| > could be catastrophic for humanity, I do not. How does super human intelligence, on it's own, represent any sort of risk for "humanity?" > then the recipe for how to make AGI is of itself an infohazard [...] nuclear weapons I know how to make nuclear weapons; however, I cannot enrich the fuel enough to actually produce a working version. > and yet we regulate its access Does that actually achieve what it claims to achieve? > Do I trust OpenAI to make all the morally right choices here? OpenAI has a language model. They do not have AGI or anything approaching AGI. > No, but I think their incentives are in fact more aligned with the public good We could debate that, but for your assertions to hold any water, we'd have to agree that they're incapable of making mistakes as well. Far easier to skip the lofty debate and recognize the reality of the world we live in. |
It does not; I was speaking to AGI. But assuming you were referring to AGI as well, you don't have to think very creatively to consider scenarios where it would be harmful.
If you have an agent that can counter your every move with its own superior move, and that agent wants something – anything – differently from what you want, then who wins? Maybe it wants the money in your bank account, maybe it wants to use the atoms in your body to make more graphics cards to reproduce itself.

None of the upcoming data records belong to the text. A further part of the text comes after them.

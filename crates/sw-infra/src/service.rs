use crate::docker::ContainerRuntime;
use crate::postgres::PostgresContainers;
use crate::sqlite;
use std::path::Path;
use std::sync::Arc;
use std::time::{Duration, Instant};
use sw_core::error::InfraError;
use sw_core::types::{
    DatabaseConfig, DatabaseProvider, DatabaseState, InfraStatus, ProjectDatabaseStatus,
    ProjectId, RuntimeStatus,
};
use tokio::sync::Mutex;

const RUNTIME_CACHE_TTL: Duration = Duration::from_secs(60);

/// Provisioning facade: picks a provider from runtime availability, falls
/// back to sqlite when the container path fails, and caches the docker probe.
pub struct DatabaseInfra<R> {
    runtime: Arc<R>,
    postgres: PostgresContainers<R>,
    runtime_cache: Mutex<Option<(RuntimeStatus, Instant)>>,
}

impl<R: ContainerRuntime> DatabaseInfra<R> {
    pub fn new(runtime: Arc<R>) -> Self {
        Self {
            postgres: PostgresContainers::new(Arc::clone(&runtime)),
            runtime,
            runtime_cache: Mutex::new(None),
        }
    }

    pub async fn infra_status(&self) -> InfraStatus {
        let runtime = self.runtime_status().await;
        let default_provider = if runtime.available {
            DatabaseProvider::PostgresDocker
        } else {
            DatabaseProvider::Sqlite
        };
        InfraStatus {
            runtime,
            default_provider,
        }
    }

    /// Provider selection happens here, not at the call site: Postgres when
    /// the runtime is up, sqlite otherwise or when the container path fails.
    pub async fn create_database(
        &self,
        project_id: &ProjectId,
        project_path: &Path,
    ) -> Result<DatabaseConfig, InfraError> {
        let runtime = self.runtime_status().await;

        if runtime.available {
            tracing::info!(project_id = %project_id, "docker available, creating postgres container");
            match self.postgres.create_for_project(project_id).await {
                Ok(config) => return Ok(config),
                Err(err) => {
                    tracing::warn!(project_id = %project_id, %err, "postgres creation failed, falling back to sqlite");
                }
            }
        } else {
            tracing::info!(project_id = %project_id, "docker not available, creating sqlite database");
        }

        sqlite::create_for_project(project_id, project_path)
    }

    pub async fn database_status(
        &self,
        project_id: &ProjectId,
        project_path: &Path,
        current_provider: Option<DatabaseProvider>,
    ) -> ProjectDatabaseStatus {
        if current_provider.is_none() || current_provider == Some(DatabaseProvider::PostgresDocker)
        {
            let status = self.postgres.status(project_id).await;
            if status.exists {
                return ProjectDatabaseStatus {
                    provider: DatabaseProvider::PostgresDocker,
                    status: if status.running {
                        DatabaseState::Running
                    } else {
                        DatabaseState::Stopped
                    },
                    // An inspected container has no credentials, so its config
                    // carries no usable url; never surface an empty one.
                    url: status
                        .config
                        .map(|config| config.url().to_string())
                        .filter(|url| !url.is_empty()),
                    error: None,
                };
            }
        }

        if current_provider.is_none() || current_provider == Some(DatabaseProvider::Sqlite) {
            if let Some(config) = sqlite::get_config(project_path) {
                // A sqlite file is "running" by definition.
                return ProjectDatabaseStatus {
                    provider: DatabaseProvider::Sqlite,
                    status: DatabaseState::Running,
                    url: Some(config.url().to_string()),
                    error: None,
                };
            }
        }

        ProjectDatabaseStatus {
            provider: current_provider.unwrap_or(DatabaseProvider::Sqlite),
            status: DatabaseState::NotCreated,
            url: None,
            error: None,
        }
    }

    pub async fn start_database(
        &self,
        project_id: &ProjectId,
        provider: DatabaseProvider,
    ) -> Result<(), InfraError> {
        if provider == DatabaseProvider::PostgresDocker {
            self.postgres.start(project_id).await?;
        }
        // sqlite has no lifecycle
        Ok(())
    }

    pub async fn stop_database(
        &self,
        project_id: &ProjectId,
        provider: DatabaseProvider,
    ) -> Result<(), InfraError> {
        if provider == DatabaseProvider::PostgresDocker {
            self.postgres.stop(project_id).await?;
        }
        Ok(())
    }

    pub async fn delete_database(
        &self,
        project_id: &ProjectId,
        project_path: &Path,
        provider: DatabaseProvider,
        remove_data: bool,
    ) -> Result<(), InfraError> {
        match provider {
            DatabaseProvider::PostgresDocker => {
                self.postgres.remove(project_id, remove_data).await?;
            }
            DatabaseProvider::Sqlite => {
                if remove_data {
                    sqlite::delete(project_path)?;
                }
            }
        }
        Ok(())
    }

    async fn runtime_status(&self) -> RuntimeStatus {
        let mut cache = self.runtime_cache.lock().await;
        if let Some((status, at)) = cache.as_ref()
            && at.elapsed() < RUNTIME_CACHE_TTL
        {
            return status.clone();
        }
        let status = self.runtime.check_available().await;
        *cache = Some((status.clone(), Instant::now()));
        status
    }

    /// Drops the cached probe result, e.g. after docker was started.
    pub async fn clear_runtime_cache(&self) {
        *self.runtime_cache.lock().await = None;
    }
}

#[cfg(test)]
mod tests {
    use super::*;
    use crate::docker::{ContainerConfig, ContainerInfo, ContainerState};
    use std::collections::HashMap;
    use std::sync::Mutex as StdMutex;
    use std::sync::atomic::{AtomicU32, Ordering};
    use tempfile::tempdir;

    #[derive(Default)]
    struct MockRuntime {
        available: bool,
        fail_run: bool,
        probe_count: AtomicU32,
        containers: StdMutex<HashMap<String, ContainerState>>,
    }

    impl MockRuntime {
        fn with_docker() -> Self {
            Self {
                available: true,
                ..Default::default()
            }
        }
    }

    impl ContainerRuntime for MockRuntime {
        async fn check_available(&self) -> RuntimeStatus {
            self.probe_count.fetch_add(1, Ordering::SeqCst);
            RuntimeStatus {
                available: self.available,
                version: self.available.then(|| "27.0.1".to_string()),
                error: (!self.available).then(|| "docker daemon not running".to_string()),
            }
        }

        async fn run_container(&self, config: &ContainerConfig) -> Result<String, InfraError> {
            if self.fail_run {
                return Err(InfraError::ContainerFailed {
                    message: "image pull failed".to_string(),
                });
            }
            self.containers
                .lock()
                .unwrap()
                .insert(config.name.clone(), ContainerState::Running);
            Ok(format!("cid-{}", config.name))
        }

        async fn container_status(&self, name_or_id: &str) -> Option<ContainerInfo> {
            let state = *self.containers.lock().unwrap().get(name_or_id)?;
            Some(ContainerInfo {
                id: format!("cid-{name_or_id}"),
                name: name_or_id.to_string(),
                state,
                ports: Vec::new(),
            })
        }

        async fn start_container(&self, name_or_id: &str) -> Result<(), InfraError> {
            self.containers
                .lock()
                .unwrap()
                .insert(name_or_id.to_string(), ContainerState::Running);
            Ok(())
        }

        async fn stop_container(&self, name_or_id: &str) -> Result<(), InfraError> {
            self.containers
                .lock()
                .unwrap()
                .insert(name_or_id.to_string(), ContainerState::Exited);
            Ok(())
        }

        async fn remove_container(&self, name_or_id: &str, _force: bool) -> Result<(), InfraError> {
            self.containers.lock().unwrap().remove(name_or_id);
            Ok(())
        }

        async fn remove_volume(&self, _name: &str) -> Result<(), InfraError> {
            Ok(())
        }

        async fn exec(&self, name_or_id: &str, _command: &[&str]) -> Result<String, InfraError> {
            let containers = self.containers.lock().unwrap();
            match containers.get(name_or_id) {
                Some(ContainerState::Running) => Ok("accepting connections".to_string()),
                _ => Err(InfraError::ContainerFailed {
                    message: "container not running".to_string(),
                }),
            }
        }

        async fn list_containers(&self, _name_filter: &str) -> Vec<ContainerInfo> {
            Vec::new()
        }
    }

    #[tokio::test]
    async fn test_default_provider_follows_docker_availability() {
        let infra = DatabaseInfra::new(Arc::new(MockRuntime::with_docker()));
        let status = infra.infra_status().await;
        assert!(status.runtime.available);
        assert_eq!(status.default_provider, DatabaseProvider::PostgresDocker);

        let infra = DatabaseInfra::new(Arc::new(MockRuntime::default()));
        let status = infra.infra_status().await;
        assert!(!status.runtime.available);
        assert_eq!(status.default_provider, DatabaseProvider::Sqlite);
    }

    #[tokio::test]
    async fn test_create_prefers_postgres_when_docker_available() {
        let dir = tempdir().unwrap();
        let infra = DatabaseInfra::new(Arc::new(MockRuntime::with_docker()));
        let config = infra
            .create_database(&ProjectId::generate(), dir.path())
            .await
            .unwrap();
        assert_eq!(config.provider(), DatabaseProvider::PostgresDocker);
        assert!(config.url().starts_with("postgresql://shipwright:"));
    }

    #[tokio::test]
    async fn test_create_falls_back_to_sqlite_on_container_failure() {
        let dir = tempdir().unwrap();
        let runtime = MockRuntime {
            available: true,
            fail_run: true,
            ..Default::default()
        };
        let infra = DatabaseInfra::new(Arc::new(runtime));
        let config = infra
            .create_database(&ProjectId::generate(), dir.path())
            .await
            .unwrap();
        assert_eq!(config.provider(), DatabaseProvider::Sqlite);
        assert!(dir.path().join("data/dev.db").is_file());
    }

    #[tokio::test]
    async fn test_create_uses_sqlite_without_docker() {
        let dir = tempdir().unwrap();
        let runtime = Arc::new(MockRuntime::default());
        let infra = DatabaseInfra::new(Arc::clone(&runtime));
        let config = infra
            .create_database(&ProjectId::generate(), dir.path())
            .await
            .unwrap();
        assert_eq!(config.provider(), DatabaseProvider::Sqlite);
        // Falling back to sqlite must not touch the container runtime.
        assert!(runtime.containers.lock().unwrap().is_empty());
    }

    #[tokio::test]
    async fn test_create_is_idempotent_for_existing_container() {
        let dir = tempdir().unwrap();
        let runtime = Arc::new(MockRuntime::with_docker());
        let infra = DatabaseInfra::new(Arc::clone(&runtime));
        let project_id = ProjectId::generate();

        infra.create_database(&project_id, dir.path()).await.unwrap();
        assert_eq!(runtime.containers.lock().unwrap().len(), 1);
        infra.create_database(&project_id, dir.path()).await.unwrap();
        assert_eq!(runtime.containers.lock().unwrap().len(), 1);
    }

    #[tokio::test]
    async fn test_status_lifecycle_running_stopped_not_created() {
        let dir = tempdir().unwrap();
        let infra = DatabaseInfra::new(Arc::new(MockRuntime::with_docker()));
        let project_id = ProjectId::generate();

        let status = infra.database_status(&project_id, dir.path(), None).await;
        assert_eq!(status.status, DatabaseState::NotCreated);

        infra.create_database(&project_id, dir.path()).await.unwrap();
        let status = infra.database_status(&project_id, dir.path(), None).await;
        assert_eq!(status.provider, DatabaseProvider::PostgresDocker);
        assert_eq!(status.status, DatabaseState::Running);

        infra
            .stop_database(&project_id, DatabaseProvider::PostgresDocker)
            .await
            .unwrap();
        let status = infra.database_status(&project_id, dir.path(), None).await;
        assert_eq!(status.status, DatabaseState::Stopped);

        infra
            .delete_database(&project_id, dir.path(), DatabaseProvider::PostgresDocker, true)
            .await
            .unwrap();
        let status = infra.database_status(&project_id, dir.path(), None).await;
        assert_eq!(status.status, DatabaseState::NotCreated);
    }

    #[tokio::test]
    async fn test_sqlite_status_reports_running_when_file_exists() {
        let dir = tempdir().unwrap();
        let infra = DatabaseInfra::new(Arc::new(MockRuntime::default()));
        let project_id = ProjectId::generate();

        infra.create_database(&project_id, dir.path()).await.unwrap();
        let status = infra
            .database_status(&project_id, dir.path(), Some(DatabaseProvider::Sqlite))
            .await;
        assert_eq!(status.status, DatabaseState::Running);
        assert!(status.url.unwrap().starts_with("file:"));
    }

    #[tokio::test]
    async fn test_existing_container_status_never_fabricates_url() {
        let dir = tempdir().unwrap();
        let infra = DatabaseInfra::new(Arc::new(MockRuntime::with_docker()));
        let project_id = ProjectId::generate();

        let created = infra.create_database(&project_id, dir.path()).await.unwrap();
        assert!(created.url().starts_with("postgresql://"));

        // A later status read only sees the inspected container, which has no
        // credentials; the stored project url is the caller's to overlay.
        let status = infra.database_status(&project_id, dir.path(), None).await;
        assert_eq!(status.status, DatabaseState::Running);
        assert!(status.url.is_none());
    }

    #[tokio::test]
    async fn test_sqlite_delete_without_remove_data_keeps_file() {
        let dir = tempdir().unwrap();
        let infra = DatabaseInfra::new(Arc::new(MockRuntime::default()));
        let project_id = ProjectId::generate();

        infra.create_database(&project_id, dir.path()).await.unwrap();
        let db_file = dir.path().join("data/dev.db");
        assert!(db_file.is_file());

        infra
            .delete_database(&project_id, dir.path(), DatabaseProvider::Sqlite, false)
            .await
            .unwrap();
        assert!(db_file.is_file());

        infra
            .delete_database(&project_id, dir.path(), DatabaseProvider::Sqlite, true)
            .await
            .unwrap();
        assert!(!db_file.exists());
    }

    #[tokio::test]
    async fn test_runtime_probe_is_cached_until_cleared() {
        let runtime = Arc::new(MockRuntime::with_docker());
        let infra = DatabaseInfra::new(Arc::clone(&runtime));

        infra.infra_status().await;
        infra.infra_status().await;
        assert_eq!(runtime.probe_count.load(Ordering::SeqCst), 1);

        infra.clear_runtime_cache().await;
        infra.infra_status().await;
        assert_eq!(runtime.probe_count.load(Ordering::SeqCst), 2);
    }
}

Think about playing a game of chess against the strongest AI opponent. No matter which move you are considering playing, your opponent has already planned 10 steps ahead and will make a better move than you. Now extrapolate outside the chess board and into the realm where you can use the internet to buy/trade stocks, attack national infrastructure, send custom orders to chemists to follow whatever directions you want, etc.